//! Test helpers for behavioral specifications.
//!
//! Provides high-level DSL for testing dnd CLI behavior.

#![allow(clippy::unwrap_used, clippy::expect_used, clippy::panic, dead_code)]

use std::path::{Path, PathBuf};
use std::process::{Command, Output};

/// Returns the path to a binary, checking llvm-cov target directory first.
/// This works with both standard builds and llvm-cov coverage runs.
/// Falls back to resolving relative to the test binary itself when
/// CARGO_MANIFEST_DIR is stale.
fn binary_path(name: &str) -> PathBuf {
    let manifest_dir = Path::new(env!("CARGO_MANIFEST_DIR"));

    let llvm_cov_path = manifest_dir.join("target/llvm-cov-target/debug").join(name);
    if llvm_cov_path.exists() {
        return llvm_cov_path;
    }

    let standard = manifest_dir.join("target/debug").join(name);
    if standard.exists() {
        return standard;
    }

    // The test binary lives at target/debug/deps/specs-<hash>, so its
    // grandparent is target/debug/ where dnd is built.
    if let Ok(exe) = std::env::current_exe() {
        if let Some(debug_dir) = exe.parent().and_then(|d| d.parent()) {
            let fallback = debug_dir.join(name);
            if fallback.exists() {
                return fallback;
            }
        }
    }

    standard
}

/// Returns the path to the dnd binary.
fn dnd_binary() -> PathBuf {
    binary_path("dnd")
}

/// High-level CLI builder for fluent test assertions
pub struct CliBuilder {
    args: Vec<String>,
    envs: Vec<(String, String)>,
}

impl CliBuilder {
    fn new(state_dir: &Path) -> Self {
        Self {
            args: Vec::new(),
            envs: vec![
                ("DND_ADAPTER".into(), "noop".into()),
                ("DND_STATE_DIR".into(), state_dir.to_string_lossy().into()),
                ("RUST_LOG".into(), "warn".into()),
            ],
        }
    }

    /// Add CLI arguments
    pub fn args(mut self, args: &[&str]) -> Self {
        self.args.extend(args.iter().map(|s| s.to_string()));
        self
    }

    /// Set environment variable
    pub fn env(mut self, key: &str, value: impl AsRef<Path>) -> Self {
        self.envs.push((
            key.to_string(),
            value.as_ref().to_string_lossy().to_string(),
        ));
        self
    }

    /// Build the command without running it
    pub fn command(self) -> Command {
        let mut cmd = Command::new(dnd_binary());
        cmd.args(&self.args);

        // Keep the caller's configuration out of the run.
        for var in ["DND_APP_ID", "DND_LOG_FILE", "XDG_STATE_HOME"] {
            cmd.env_remove(var);
        }

        for (key, value) in self.envs {
            cmd.env(key, value);
        }

        cmd
    }

    fn output(self) -> Output {
        self.command().output().expect("command should run")
    }

    /// Run and expect success (exit code 0)
    pub fn passes(self) -> RunAssert {
        let output = self.output();
        assert!(
            output.status.success(),
            "expected command to pass, got exit code {:?}\nstdout: {}\nstderr: {}",
            output.status.code(),
            String::from_utf8_lossy(&output.stdout),
            String::from_utf8_lossy(&output.stderr)
        );
        RunAssert { output }
    }

    /// Run and expect failure (non-zero exit code)
    pub fn fails(self) -> RunAssert {
        let output = self.output();
        assert!(
            !output.status.success(),
            "expected command to fail, but it passed\nstdout: {}\nstderr: {}",
            String::from_utf8_lossy(&output.stdout),
            String::from_utf8_lossy(&output.stderr)
        );
        RunAssert { output }
    }

    /// Run and expect a specific exit code
    pub fn exits_with(self, code: i32) -> RunAssert {
        let output = self.output();
        assert_eq!(
            output.status.code(),
            Some(code),
            "unexpected exit code\nstdout: {}\nstderr: {}",
            String::from_utf8_lossy(&output.stdout),
            String::from_utf8_lossy(&output.stderr)
        );
        RunAssert { output }
    }
}

/// Result of a CLI run for chaining assertions
pub struct RunAssert {
    output: Output,
}

impl RunAssert {
    /// Get stdout as string
    pub fn stdout(&self) -> String {
        String::from_utf8_lossy(&self.output.stdout).into_owned()
    }

    /// Get stderr as string
    pub fn stderr(&self) -> String {
        String::from_utf8_lossy(&self.output.stderr).into_owned()
    }

    /// Parse stdout as JSON
    pub fn json(&self) -> serde_json::Value {
        serde_json::from_slice(&self.output.stdout).unwrap_or_else(|e| {
            panic!("stdout is not JSON ({e}):\n{}", self.stdout());
        })
    }

    /// Assert stdout equals expected exactly (with diff on failure).
    /// **Prefer this for format specs** - catches format regressions.
    pub fn stdout_eq(self, expected: &str) -> Self {
        let stdout = self.stdout();
        similar_asserts::assert_eq!(stdout, expected);
        self
    }

    /// Assert stdout contains substring.
    pub fn stdout_has(self, expected: &str) -> Self {
        let stdout = self.stdout();
        assert!(
            stdout.contains(expected),
            "stdout does not contain '{}'\nstdout: {}",
            expected,
            stdout
        );
        self
    }

    /// Assert stderr contains substring.
    pub fn stderr_has(self, expected: &str) -> Self {
        let stderr = self.stderr();
        assert!(
            stderr.contains(expected),
            "stderr does not contain '{}'\nstderr: {}",
            expected,
            stderr
        );
        self
    }
}

// =============================================================================
// Project
// =============================================================================

/// Isolated environment for one spec: its own state directory.
pub struct Project {
    state_dir: tempfile::TempDir,
}

impl Project {
    pub fn empty() -> Self {
        Self {
            state_dir: tempfile::tempdir().unwrap(),
        }
    }

    pub fn state_path(&self) -> &Path {
        self.state_dir.path()
    }

    /// Path of the session flag file
    pub fn session_file(&self) -> PathBuf {
        self.state_path().join("session.json")
    }

    /// Write a file inside the state directory
    pub fn file(&self, path: &str, content: &str) {
        let full = self.state_path().join(path);
        if let Some(parent) = full.parent() {
            std::fs::create_dir_all(parent).unwrap();
        }
        std::fs::write(full, content).unwrap();
    }

    /// CLI builder bound to this project's state directory
    pub fn dnd(&self) -> CliBuilder {
        CliBuilder::new(self.state_path())
    }
}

Aim of the exercise: Copy exactly the line containing "the state directory" and each line after it through the end of the records above.

Exercise answer:
    /// Write a file inside the state directory
    pub fn file(&self, path: &str, content: &str) {
        let full = self.state_path().join(path);
        if let Some(parent) = full.parent() {
            std::fs::create_dir_all(parent).unwrap();
        }
        std::fs::write(full, content).unwrap();
    }

    /// CLI builder bound to this project's state directory
    pub fn dnd(&self) -> CliBuilder {
        CliBuilder::new(self.state_path())
    }
}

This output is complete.